Recorded data
=== Begin Enclosure ===
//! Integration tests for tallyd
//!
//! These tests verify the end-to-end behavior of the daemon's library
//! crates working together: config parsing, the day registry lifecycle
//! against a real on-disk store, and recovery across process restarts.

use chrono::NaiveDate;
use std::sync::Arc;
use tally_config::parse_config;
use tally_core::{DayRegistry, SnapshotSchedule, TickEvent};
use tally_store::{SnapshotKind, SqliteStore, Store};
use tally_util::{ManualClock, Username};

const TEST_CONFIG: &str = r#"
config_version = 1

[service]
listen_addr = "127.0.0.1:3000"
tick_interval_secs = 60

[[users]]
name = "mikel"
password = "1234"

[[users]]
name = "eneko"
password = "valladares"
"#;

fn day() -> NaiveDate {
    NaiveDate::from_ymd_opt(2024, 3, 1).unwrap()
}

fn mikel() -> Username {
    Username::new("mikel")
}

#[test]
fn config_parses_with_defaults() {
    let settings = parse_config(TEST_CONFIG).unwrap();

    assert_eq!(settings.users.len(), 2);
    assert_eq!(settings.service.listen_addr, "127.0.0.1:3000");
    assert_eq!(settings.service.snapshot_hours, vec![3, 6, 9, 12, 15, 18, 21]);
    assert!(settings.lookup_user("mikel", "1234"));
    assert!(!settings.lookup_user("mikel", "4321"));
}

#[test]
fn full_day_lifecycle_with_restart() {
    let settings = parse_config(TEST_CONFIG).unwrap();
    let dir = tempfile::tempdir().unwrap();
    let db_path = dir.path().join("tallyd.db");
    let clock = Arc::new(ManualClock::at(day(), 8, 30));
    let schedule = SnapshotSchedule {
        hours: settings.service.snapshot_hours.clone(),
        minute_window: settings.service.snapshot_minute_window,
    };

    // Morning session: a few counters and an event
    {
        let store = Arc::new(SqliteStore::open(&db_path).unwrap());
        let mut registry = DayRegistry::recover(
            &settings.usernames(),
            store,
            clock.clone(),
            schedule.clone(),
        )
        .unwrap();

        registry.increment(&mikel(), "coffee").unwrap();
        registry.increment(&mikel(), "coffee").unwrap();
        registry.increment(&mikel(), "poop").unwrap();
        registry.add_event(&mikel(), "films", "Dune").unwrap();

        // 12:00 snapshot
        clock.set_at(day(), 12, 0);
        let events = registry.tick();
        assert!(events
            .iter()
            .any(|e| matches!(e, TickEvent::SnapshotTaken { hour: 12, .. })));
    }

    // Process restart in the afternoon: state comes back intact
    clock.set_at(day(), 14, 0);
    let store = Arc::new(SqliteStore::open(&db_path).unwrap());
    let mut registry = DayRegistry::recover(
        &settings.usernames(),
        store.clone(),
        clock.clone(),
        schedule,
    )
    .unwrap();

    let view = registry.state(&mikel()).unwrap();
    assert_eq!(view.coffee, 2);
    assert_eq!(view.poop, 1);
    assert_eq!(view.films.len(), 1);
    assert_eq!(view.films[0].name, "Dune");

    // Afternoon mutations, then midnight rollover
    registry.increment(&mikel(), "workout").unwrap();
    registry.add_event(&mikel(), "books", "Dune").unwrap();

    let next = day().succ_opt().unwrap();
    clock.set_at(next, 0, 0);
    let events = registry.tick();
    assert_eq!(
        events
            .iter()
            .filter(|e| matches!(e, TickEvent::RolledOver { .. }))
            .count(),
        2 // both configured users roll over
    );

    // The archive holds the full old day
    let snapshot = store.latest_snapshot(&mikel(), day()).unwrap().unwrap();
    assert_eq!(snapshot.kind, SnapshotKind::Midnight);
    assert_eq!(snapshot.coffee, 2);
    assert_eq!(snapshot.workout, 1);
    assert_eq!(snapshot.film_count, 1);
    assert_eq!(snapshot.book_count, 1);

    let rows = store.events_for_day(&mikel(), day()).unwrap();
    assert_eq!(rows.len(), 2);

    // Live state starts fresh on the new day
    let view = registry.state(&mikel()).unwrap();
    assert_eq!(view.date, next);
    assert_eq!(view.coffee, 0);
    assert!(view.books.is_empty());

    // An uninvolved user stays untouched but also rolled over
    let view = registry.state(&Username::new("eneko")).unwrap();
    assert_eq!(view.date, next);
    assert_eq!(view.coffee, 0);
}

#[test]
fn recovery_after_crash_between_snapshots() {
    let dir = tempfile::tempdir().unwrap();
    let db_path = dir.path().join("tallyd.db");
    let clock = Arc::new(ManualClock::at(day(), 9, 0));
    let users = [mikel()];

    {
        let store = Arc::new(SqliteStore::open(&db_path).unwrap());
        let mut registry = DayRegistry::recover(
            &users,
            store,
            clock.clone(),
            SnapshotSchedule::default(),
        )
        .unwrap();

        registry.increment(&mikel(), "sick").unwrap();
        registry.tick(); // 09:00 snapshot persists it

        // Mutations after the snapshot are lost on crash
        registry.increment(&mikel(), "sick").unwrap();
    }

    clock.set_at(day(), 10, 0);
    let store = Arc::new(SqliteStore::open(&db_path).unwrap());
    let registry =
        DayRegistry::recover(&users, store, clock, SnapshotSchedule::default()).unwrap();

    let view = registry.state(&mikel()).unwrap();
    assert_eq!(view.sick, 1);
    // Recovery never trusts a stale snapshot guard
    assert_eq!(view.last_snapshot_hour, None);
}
=== End Enclosure ===
# PROBLEM TO WORK ON
Could you retype every record above exactly as it appears?

# TASK RESULT
//! Integration tests for tallyd
//!
//! These tests verify the end-to-end behavior of the daemon's library
//! crates working together: config parsing, the day registry lifecycle
//! against a real on-disk store, and recovery across process restarts.

use chrono::NaiveDate;
use std::sync::Arc;
use tally_config::parse_config;
use tally_core::{DayRegistry, SnapshotSchedule, TickEvent};
use tally_store::{SnapshotKind, SqliteStore, Store};
use tally_util::{ManualClock, Username};

const TEST_CONFIG: &str = r#"
config_version = 1

[service]
listen_addr = "127.0.0.1:3000"
tick_interval_secs = 60

[[users]]
name = "mikel"
password = "1234"

[[users]]
name = "eneko"
password = "valladares"
"#;

fn day() -> NaiveDate {
    NaiveDate::from_ymd_opt(2024, 3, 1).unwrap()
}

fn mikel() -> Username {
    Username::new("mikel")
}

#[test]
fn config_parses_with_defaults() {
    let settings = parse_config(TEST_CONFIG).unwrap();

    assert_eq!(settings.users.len(), 2);
    assert_eq!(settings.service.listen_addr, "127.0.0.1:3000");
    assert_eq!(settings.service.snapshot_hours, vec![3, 6, 9, 12, 15, 18, 21]);
    assert!(settings.lookup_user("mikel", "1234"));
    assert!(!settings.lookup_user("mikel", "4321"));
}

#[test]
fn full_day_lifecycle_with_restart() {
    let settings = parse_config(TEST_CONFIG).unwrap();
    let dir = tempfile::tempdir().unwrap();
    let db_path = dir.path().join("tallyd.db");
    let clock = Arc::new(ManualClock::at(day(), 8, 30));
    let schedule = SnapshotSchedule {
        hours: settings.service.snapshot_hours.clone(),
        minute_window: settings.service.snapshot_minute_window,
    };

    // Morning session: a few counters and an event
    {
        let store = Arc::new(SqliteStore::open(&db_path).unwrap());
        let mut registry = DayRegistry::recover(
            &settings.usernames(),
            store,
            clock.clone(),
            schedule.clone(),
        )
        .unwrap();

        registry.increment(&mikel(), "coffee").unwrap();
        registry.increment(&mikel(), "coffee").unwrap();
        registry.increment(&mikel(), "poop").unwrap();
        registry.add_event(&mikel(), "films", "Dune").unwrap();

        // 12:00 snapshot
        clock.set_at(day(), 12, 0);
        let events = registry.tick();
        assert!(events
            .iter()
            .any(|e| matches!(e, TickEvent::SnapshotTaken { hour: 12, .. })));
    }

    // Process restart in the afternoon: state comes back intact
    clock.set_at(day(), 14, 0);
    let store = Arc::new(SqliteStore::open(&db_path).unwrap());
    let mut registry = DayRegistry::recover(
        &settings.usernames(),
        store.clone(),
        clock.clone(),
        schedule,
    )
    .unwrap();

    let view = registry.state(&mikel()).unwrap();
    assert_eq!(view.coffee, 2);
    assert_eq!(view.poop, 1);
    assert_eq!(view.films.len(), 1);
    assert_eq!(view.films[0].name, "Dune");

    // Afternoon mutations, then midnight rollover
    registry.increment(&mikel(), "workout").unwrap();
    registry.add_event(&mikel(), "books", "Dune").unwrap();

    let next = day().succ_opt().unwrap();
    clock.set_at(next, 0, 0);
    let events = registry.tick();
    assert_eq!(
        events
            .iter()
            .filter(|e| matches!(e, TickEvent::RolledOver { .. }))
            .count(),
        2 // both configured users roll over
    );

    // The archive holds the full old day
    let snapshot = store.latest_snapshot(&mikel(), day()).unwrap().unwrap();
    assert_eq!(snapshot.kind, SnapshotKind::Midnight);
    assert_eq!(snapshot.coffee, 2);
    assert_eq!(snapshot.workout, 1);
    assert_eq!(snapshot.film_count, 1);
    assert_eq!(snapshot.book_count, 1);

    let rows = store.events_for_day(&mikel(), day()).unwrap();
    assert_eq!(rows.len(), 2);

    // Live state starts fresh on the new day
    let view = registry.state(&mikel()).unwrap();
    assert_eq!(view.date, next);
    assert_eq!(view.coffee, 0);
    assert!(view.books.is_empty());

    // An uninvolved user stays untouched but also rolled over
    let view = registry.state(&Username::new("eneko")).unwrap();
    assert_eq!(view.date, next);
    assert_eq!(view.coffee, 0);
}

#[test]
fn recovery_after_crash_between_snapshots() {
    let dir = tempfile::tempdir().unwrap();
    let db_path = dir.path().join("tallyd.db");
    let clock = Arc::new(ManualClock::at(day(), 9, 0));
    let users = [mikel()];

    {
        let store = Arc::new(SqliteStore::open(&db_path).unwrap());
        let mut registry = DayRegistry::recover(
            &users,
            store,
            clock.clone(),
            SnapshotSchedule::default(),
        )
        .unwrap();

        registry.increment(&mikel(), "sick").unwrap();
        registry.tick(); // 09:00 snapshot persists it

        // Mutations after the snapshot are lost on crash
        registry.increment(&mikel(), "sick").unwrap();
    }

    clock.set_at(day(), 10, 0);
    let store = Arc::new(SqliteStore::open(&db_path).unwrap());
    let registry =
        DayRegistry::recover(&users, store, clock, SnapshotSchedule::default()).unwrap();

    let view = registry.state(&mikel()).unwrap();
    assert_eq!(view.sick, 1);
    // Recovery never trusts a stale snapshot guard
    assert_eq!(view.last_snapshot_hour, None);
}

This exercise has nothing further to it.